2. La naissance difficile d'une cour criminelle internationale
En
dépit de la construction progressive de ce socle juridique, aucune
institution judiciaire internationale permanente n'a vu le jour durant ce
demi-siècle, en dépit des propositions avancées à
certaines occasions.
Certes, les
tribunaux militaires de Nuremberg et de Tokyo
avaient, pour
la première fois, concrétisé une implication
concrète de plusieurs Etats dans la répression des crimes commis
par les accusés comparaissant devant chacun d'entre eux. Les
conséquences juridiques et politiques de ces innovations ont
été et restent considérables.
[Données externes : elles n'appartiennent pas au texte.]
//! Read-only views that broadcast an input sequence to a recycled length.

use core::ops::Range;

use crate::{datefmt_assert, DateFmtError, DateFmtResult};

/// A read-only view over a sequence of possibly missing values, indexed
/// cyclically up to a target recycling length.
///
/// Logical index `i` maps onto physical element `i % len()`.
#[derive(Debug, Clone, Copy)]
pub struct RecycledVector<'a, T> {
    values: &'a [Option<T>],
    vectorize_length: usize,
}

/// Timestamps in seconds since the Unix epoch.
pub type TimestampVector<'a> = RecycledVector<'a, f64>;

/// Text inputs, either date patterns or strings to parse.
pub type TextVector<'a, S> = RecycledVector<'a, S>;

impl<'a, T> RecycledVector<'a, T> {
    /// Creates a view over `values` broadcast to `vectorize_length`.
    pub fn try_new(values: &'a [Option<T>], vectorize_length: usize) -> DateFmtResult<Self> {
        datefmt_assert!(
            !values.is_empty() || vectorize_length == 0,
            "An empty sequence cannot be recycled to a positive length."
        );
        Ok(Self {
            values,
            vectorize_length,
        })
    }

    /// The physical length of the underlying sequence.
    pub fn len(&self) -> usize {
        self.values.len()
    }

    pub fn is_empty(&self) -> bool {
        self.values.is_empty()
    }

    /// The length this view is broadcast to.
    pub fn vectorize_length(&self) -> usize {
        self.vectorize_length
    }

    /// The logical indices of this view, in order.
    pub fn indices(&self) -> Range<usize> {
        0..self.vectorize_length
    }

    #[inline]
    pub fn physical_index(&self, i: usize) -> usize {
        i.checked_rem(self.values.len()).unwrap_or(i)
    }

    /// Returns whether the element at logical index `i` is missing.
    pub fn is_missing(&self, i: usize) -> bool {
        self.values
            .get(self.physical_index(i))
            .map_or(true, Option::is_none)
    }

    /// Returns the element at logical index `i`.
    ///
    /// Reading a missing element is an error; callers are expected to check
    /// [`Self::is_missing`] first.
    pub fn get(&self, i: usize) -> DateFmtResult<&'a T> {
        #[cfg(debug_assertions)]
        if i >= self.vectorize_length {
            return Err(DateFmtError::out_of_bounds()
                .with_message("Index is out of the vectorized range."));
        }
        self.values
            .get(self.physical_index(i))
            .and_then(Option::as_ref)
            .ok_or_else(|| {
                DateFmtError::missing_value().with_message("Attempted to read a missing element.")
            })
    }
}

impl<'a, S: AsRef<str>> RecycledVector<'a, S> {
    /// Returns the text at logical index `i`.
    pub fn get_str(&self, i: usize) -> DateFmtResult<&'a str> {
        self.get(i).map(|text| text.as_ref())
    }
}

#[cfg(test)]
mod tests {
    use super::*;
    use crate::error::ErrorKind;

    #[test]
    fn modulo_indexing() {
        let values = [Some(1.0), None, Some(3.0)];
        let vector = TimestampVector::try_new(&values, 7).unwrap();
        assert_eq!(vector.len(), 3);
        assert!(!vector.is_empty());
        assert_eq!(vector.vectorize_length(), 7);
        assert_eq!(vector.physical_index(5), 2);
        assert_eq!(vector.get(3), Ok(&1.0));
        assert_eq!(vector.get(6), Ok(&1.0));
        assert!(vector.is_missing(4));
        assert!(!vector.is_missing(5));
    }

    #[test]
    fn missing_read_is_an_error() {
        let values = [None, Some("yyyy")];
        let vector = TextVector::try_new(&values, 2).unwrap();
        assert_eq!(vector.get_str(1), Ok("yyyy"));
        let err = vector.get_str(0).unwrap_err();
        assert_eq!(err.kind(), ErrorKind::MissingValue);
    }

    #[cfg(debug_assertions)]
    #[test]
    fn out_of_range_read_is_an_error() {
        let values = [Some(0.0)];
        let vector = TimestampVector::try_new(&values, 2).unwrap();
        let err = vector.get(2).unwrap_err();
        assert_eq!(err.kind(), ErrorKind::OutOfBounds);
    }

    #[test]
    fn empty_sequence() {
        let values: [Option<f64>; 0] = [];
        let vector = TimestampVector::try_new(&values, 0).unwrap();
        assert!(vector.is_empty());
        assert!(vector.indices().next().is_none());
        assert_eq!(
            TimestampVector::try_new(&values, 1).unwrap_err().kind(),
            ErrorKind::Assert
        );
    }
}
//! The vectorized format and parse entry points.
//!
//! Both drivers follow the same steps. They compute the recycling length,
//! returning early on empty input, then resolve the time zone and the
//! locale. For each logical index, a
//! missing input gives a missing output; otherwise the formatter for the
//! pattern is ensured and the element is formatted or parsed. Every handle
//! is dropped on scope exit, so early returns and errors release them as well.

use alloc::string::String;
use alloc::vec::Vec;

use datefmt_provider::TimeZoneProvider;

use crate::{
    calendar::Calendar,
    format::{parse::ParsedZone, FormatterCache},
    locale::Locale,
    options::RecyclingPolicy,
    recycle::recycling_length,
    timezone::TimeZone,
    vector::{TextVector, TimestampVector},
    DateFmtError, DateFmtResult,
};

/// The result of [`parse_datetime_with_provider`].
#[derive(Debug, Clone, Default, PartialEq)]
pub struct ParsedDateTimes {
    /// Seconds since the epoch, `None` where the input was missing or did not parse.
    pub values: Vec<Option<f64>>,
    /// The time zone identifier, when one was supplied by the caller.
    pub tzone: Option<String>,
}

/// Formats each timestamp, in seconds since the epoch, with the pattern at
/// the same recycled index.
///
/// `time_zone` and `locale` default to the host's settings.
pub fn format_datetime_with_provider<S: AsRef<str>>(
    times: &[Option<f64>],
    formats: &[Option<S>],
    time_zone: Option<&str>,
    locale: Option<&str>,
    provider: &(impl TimeZoneProvider + ?Sized),
) -> DateFmtResult<Vec<Option<String>>> {
    let length = recycling_length(&[times.len(), formats.len()], RecyclingPolicy::default())?;
    if length == 0 {
        return Ok(Vec::new());
    }

    let time_zone = resolve_time_zone(time_zone, provider)?;
    let locale = resolve_locale(locale)?;
    #[cfg(feature = "log")]
    log::debug!(
        "formatting {length} date-times in {} for {locale}",
        time_zone.identifier()
    );
    let times = TimestampVector::try_new(times, length)?;
    let formats = TextVector::try_new(formats, length)?;

    let mut engine = Engine::try_new(locale, time_zone)?;
    let mut output = Vec::with_capacity(length);
    for i in times.indices() {
        // NaN timestamps are missing values.
        if times.is_missing(i) || formats.is_missing(i) || times.get(i)?.is_nan() {
            output.push(None);
            continue;
        }
        engine.ensure_formatter(formats.physical_index(i), formats.get_str(i)?)?;
        output.push(Some(engine.format_one(*times.get(i)?)?));
    }
    Ok(output)
}

/// Parses each text with the pattern at the same recycled index.
///
/// Text that does not match its pattern, or whose fields are out of range
/// for a non-lenient calendar, parses to `None`.
pub fn parse_datetime_with_provider<T: AsRef<str>, S: AsRef<str>>(
    texts: &[Option<T>],
    formats: &[Option<S>],
    lenient: bool,
    time_zone: Option<&str>,
    locale: Option<&str>,
    provider: &(impl TimeZoneProvider + ?Sized),
) -> DateFmtResult<ParsedDateTimes> {
    let tzone = time_zone.map(String::from);
    let length = recycling_length(&[texts.len(), formats.len()], RecyclingPolicy::default())?;
    if length == 0 {
        return Ok(ParsedDateTimes {
            values: Vec::new(),
            tzone,
        });
    }

    let time_zone = resolve_time_zone(time_zone, provider)?;
    let locale = resolve_locale(locale)?;
    #[cfg(feature = "log")]
    log::debug!(
        "parsing {length} date-times in {} for {locale}, lenient: {lenient}",
        time_zone.identifier()
    );
    let texts = TextVector::try_new(texts, length)?;
    let formats = TextVector::try_new(formats, length)?;

    let mut engine = Engine::try_new(locale, time_zone)?;
    engine.calendar.set_lenient(lenient);
    let mut values = Vec::with_capacity(length);
    for i in texts.indices() {
        if texts.is_missing(i) || formats.is_missing(i) {
            values.push(None);
            continue;
        }
        engine.ensure_formatter(formats.physical_index(i), formats.get_str(i)?)?;
        values.push(engine.parse_one(texts.get_str(i)?, provider)?);
    }
    Ok(ParsedDateTimes { values, tzone })
}

fn resolve_time_zone(
    identifier: Option<&str>,
    provider: &(impl TimeZoneProvider + ?Sized),
) -> DateFmtResult<TimeZone> {
    match identifier {
        Some(identifier) => TimeZone::try_from_identifier_str_with_provider(identifier, provider),
        None => Ok(TimeZone::system_with_provider(provider)),
    }
}

fn resolve_locale(identifier: Option<&str>) -> DateFmtResult<Locale> {
    identifier.map_or_else(|| Ok(Locale::system()), Locale::try_from_str)
}

/// The calendar and formatter of one driver call.
#[derive(Debug)]
pub(crate) struct Engine {
    calendar: Calendar,
    formatters: FormatterCache,
    locale: Locale,
}

impl Engine {
    pub(crate) fn try_new(locale: Locale, time_zone: TimeZone) -> DateFmtResult<Self> {
        Ok(Self {
            calendar: Calendar::try_new(&locale, time_zone)?,
            formatters: FormatterCache::new(),
            locale,
        })
    }

    pub(crate) fn ensure_formatter(&mut self, slot: usize, pattern: &str) -> DateFmtResult<()> {
        self.formatters.ensure(slot, pattern, &self.locale).map(|_| ())
    }

    /// Formats `seconds` since the epoch with the current formatter.
    pub(crate) fn format_one(&mut self, seconds: f64) -> DateFmtResult<String> {
        self.calendar.set_time(seconds * 1_000.0)?;
        let formatter = self.formatters.current().ok_or_else(no_formatter)?;
        let formatted = formatter.format(&self.calendar)?;
        Ok(writeable::Writeable::write_to_string(&formatted).into_owned())
    }

    /// Parses `text` with the current formatter into seconds since the epoch.
    ///
    /// Zone identifiers in the text are resolved with `provider`.
    pub(crate) fn parse_one(
        &mut self,
        text: &str,
        provider: &(impl TimeZoneProvider + ?Sized),
    ) -> DateFmtResult<Option<f64>> {
        let formatter = self.formatters.current().ok_or_else(no_formatter)?;
        let Some(mut fields) = formatter.parse(text, &self.calendar)? else {
            return Ok(None);
        };

        let time_zone = match fields.zone.take() {
            None => None,
            Some(ParsedZone::Offset(offset)) => Some(TimeZone::UtcOffset(offset)),
            Some(ParsedZone::Named(id)) => {
                match TimeZone::try_from_identifier_str_with_provider(&id, provider) {
                    Ok(time_zone) => Some(time_zone),
                    Err(_) => return Ok(None),
                }
            }
        };

        self.calendar.apply_fields(fields, time_zone);
        Ok(self.calendar.time().ok().map(|millis| millis / 1_000.0))
    }
}

fn no_formatter() -> DateFmtError {
    DateFmtError::assert().with_message("No formatter was ensured before use.")
}

#[cfg(test)]
mod tests {
    use super::*;
    use crate::error::ErrorKind;
    use datefmt_provider::NeverProvider;

    fn format(times: &[Option<f64>], formats: &[Option<&str>]) -> Vec<Option<String>> {
        format_datetime_with_provider(times, formats, Some("UTC"), Some("en_US"), &NeverProvider)
            .unwrap()
    }

    #[test]
    fn recycles_patterns() {
        assert_eq!(
            format(&[Some(0.0)], &[Some("yyyy"), Some("yyyy-MM")]),
            [Some("1970".to_owned()), Some("1970-01".to_owned())]
        );
        assert_eq!(
            format(&[Some(0.0), Some(86_400.0), Some(172_800.0)], &[Some("d")]),
            [Some("1".to_owned()), Some("2".to_owned()), Some("3".to_owned())]
        );
    }

    #[test]
    fn missing_elements() {
        assert_eq!(
            format(&[None, Some(0.0)], &[Some("yyyy"), None]),
            [None, None]
        );
        assert!(format(&[], &[Some("yyyy")]).is_empty());
        assert!(format(&[Some(0.0)], &[]).is_empty());
        assert_eq!(format(&[Some(f64::NAN)], &[Some("yyyy")]), [None]);
    }

    #[test]
    fn call_level_errors() {
        let err = format_datetime_with_provider(
            &[Some(0.0)],
            &[Some("yyyy 'oops")],
            Some("UTC"),
            None,
            &NeverProvider,
        )
        .unwrap_err();
        assert_eq!(err.kind(), ErrorKind::UnsupportedPattern);

        let err = format_datetime_with_provider(
            &[Some(f64::INFINITY)],
            &[Some("yyyy")],
            Some("UTC"),
            None,
            &NeverProvider,
        )
        .unwrap_err();
        assert_eq!(err.kind(), ErrorKind::Engine);

        let err = format_datetime_with_provider(
            &[Some(0.0)],
            &[Some("yyyy")],
            Some("Not/AZone"),
            None,
            &NeverProvider,
        )
        .unwrap_err();
        assert_eq!(err.kind(), ErrorKind::Range);
    }

    #[test]
    fn empty_input_skips_resolution() {
        let formatted = format_datetime_with_provider::<&str>(
            &[],
            &[Some("yyyy")],
            Some("Not/AZone"),
            Some("not a locale!"),
            &NeverProvider,
        )
        .unwrap();
        assert!(formatted.is_empty());

        let parsed = parse_datetime_with_provider::<&str, &str>(
            &[Some("1970")],
            &[],
            false,
            Some("Not/AZone"),
            Some("en_US"),
            &NeverProvider,
        )
        .unwrap();
        assert!(parsed.values.is_empty());
        assert_eq!(parsed.tzone.as_deref(), Some("Not/AZone"));
    }

    #[test]
    fn overflowing_fields_are_missing() {
        for lenient in [true, false] {
            let parsed = parse_datetime_with_provider(
                &[
                    Some("2021-999999999999999999-01"),
                    Some("2021-01-999999999999999999"),
                    Some("999999999999999999-01-01"),
                    Some("2021-13-01"),
                ],
                &[Some("yyyy-MM-dd")],
                lenient,
                Some("UTC"),
                Some("en_US"),
                &NeverProvider,
            )
            .unwrap();
            let last = lenient.then_some(1_640_995_200.0);
            assert_eq!(parsed.values, [None, None, None, last]);
        }
    }

    #[test]
    fn parse_with_offsets() {
        let parsed = parse_datetime_with_provider(
            &[Some("1970-01-01 01:00 +0100"), Some("1970-01-01 00:00 Z"), Some("nope")],
            &[Some("yyyy-MM-dd HH:mm Z")],
            false,
            Some("UTC"),
            Some("en_US"),
            &NeverProvider,
        )
        .unwrap();
        assert_eq!(parsed.values, [Some(0.0), Some(0.0), None]);
        assert_eq!(parsed.tzone.as_deref(), Some("UTC"));

        // Zone names the provider cannot resolve give a missing value.
        let parsed = parse_datetime_with_provider(
            &[Some("1970-01-01 Mars/Olympus")],
            &[Some("yyyy-MM-dd VV")],
            false,
            Some("UTC"),
            Some("en_US"),
            &NeverProvider,
        )
        .unwrap();
        assert_eq!(parsed.values, [None]);
    }

    #[test]
    fn engine_requires_a_formatter() {
        let mut engine = Engine::try_new(Locale::default(), TimeZone::Utc).unwrap();
        let err = engine.format_one(0.0).unwrap_err();
        assert_eq!(err.kind(), ErrorKind::Assert);
        engine.ensure_formatter(0, "HH:mm").unwrap();
        assert_eq!(engine.format_one(90.0).unwrap(), "00:01");
    }
}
Ces tribunaux avaient,
toutefois de nombreuses limites : plus que d'une justice vraiment
" internationale ", il s'est agi d'une justice conduite par plusieurs
Etats contre des responsables ressortissants de deux autres nations, en
d'autres termes celle des vainqueurs contre les vaincus. Les tribunaux de
Nuremberg et de Tokyo, par ailleurs, ne traitaient que des crimes commis dans
des conflits armés internationaux. Enfin s'ils ont été le
moyen de juger, en lieu et place des tribunaux nationaux, les grands criminels
de guerre dont les crimes étaient " sans localisation
géographique précise ", ils ont laissé aux tribunaux
nationaux le soin de poursuivre leur tâche en traduisant en justice des
criminels de moindre envergure. Au cours de la dernière décennie,
la communauté internationale a également créé,
après les massacres de l'ex-Yougoslavie et du Rwanda, deux tribunaux
spéciaux
ad hoc
destinés à juger leurs auteurs
.
Si ces précédents n'ont pas été ou ne sont pas sans
limites, au moins ont-ils eu le mérite d'exister et d'agir. Tel n'a pas
été le cas de
la Cour criminelle internationale
dont la
création avait été envisagée pour juger,
après le premier conflit mondial,
l'empereur Guillaume II
, ou de
celle dont
la convention pour la prévention et la répression
du crime de génocide
proposait la création la création
en 1948. C'est toutefois à cette occasion que, pour la première
fois, l'Assemblée générale des Nations Unies a
institué un comité chargé de proposer
l'établissement d'une cour pénale internationale. Un projet de
statut fut d'ailleurs adopté en 1953. Son examen fut cependant
constamment différé par l'Assemblée générale
elle-même du fait de la
paralysie liée à la guerre
froide
, mais aussi au motif qu'il fallait attendre que soit adoptée
une
définition de l'agression
, qui, aujourd'hui encore, dans le
statut de la cour pénale internationale, reste à faire...
Ce n'est qu'en décembre 1989 que l'Assemblée
générale a demandé à la Commission du droit
international de reprendre ses travaux sur la création d'une cour
criminelle internationale. Celle-ci remit à l'Assemblée
générale un projet de Statut en 1994. Après rapport d'un
Comité spécial sur le sujet, le
Comité
préparatoire pour la création d'une cour criminelle
internationale
a mis au point un projet de texte en avril 1998. Enfin,
c'est la
Conférence diplomatique de plénipotentiaires des
Nations Unies
réunie du 15 juin au 17 juillet 1998 qui a
finalement adopté, par 120 voix pour, 7 contre, et 21 abstentions, le
statut portant création d'une Cour pénale internationale.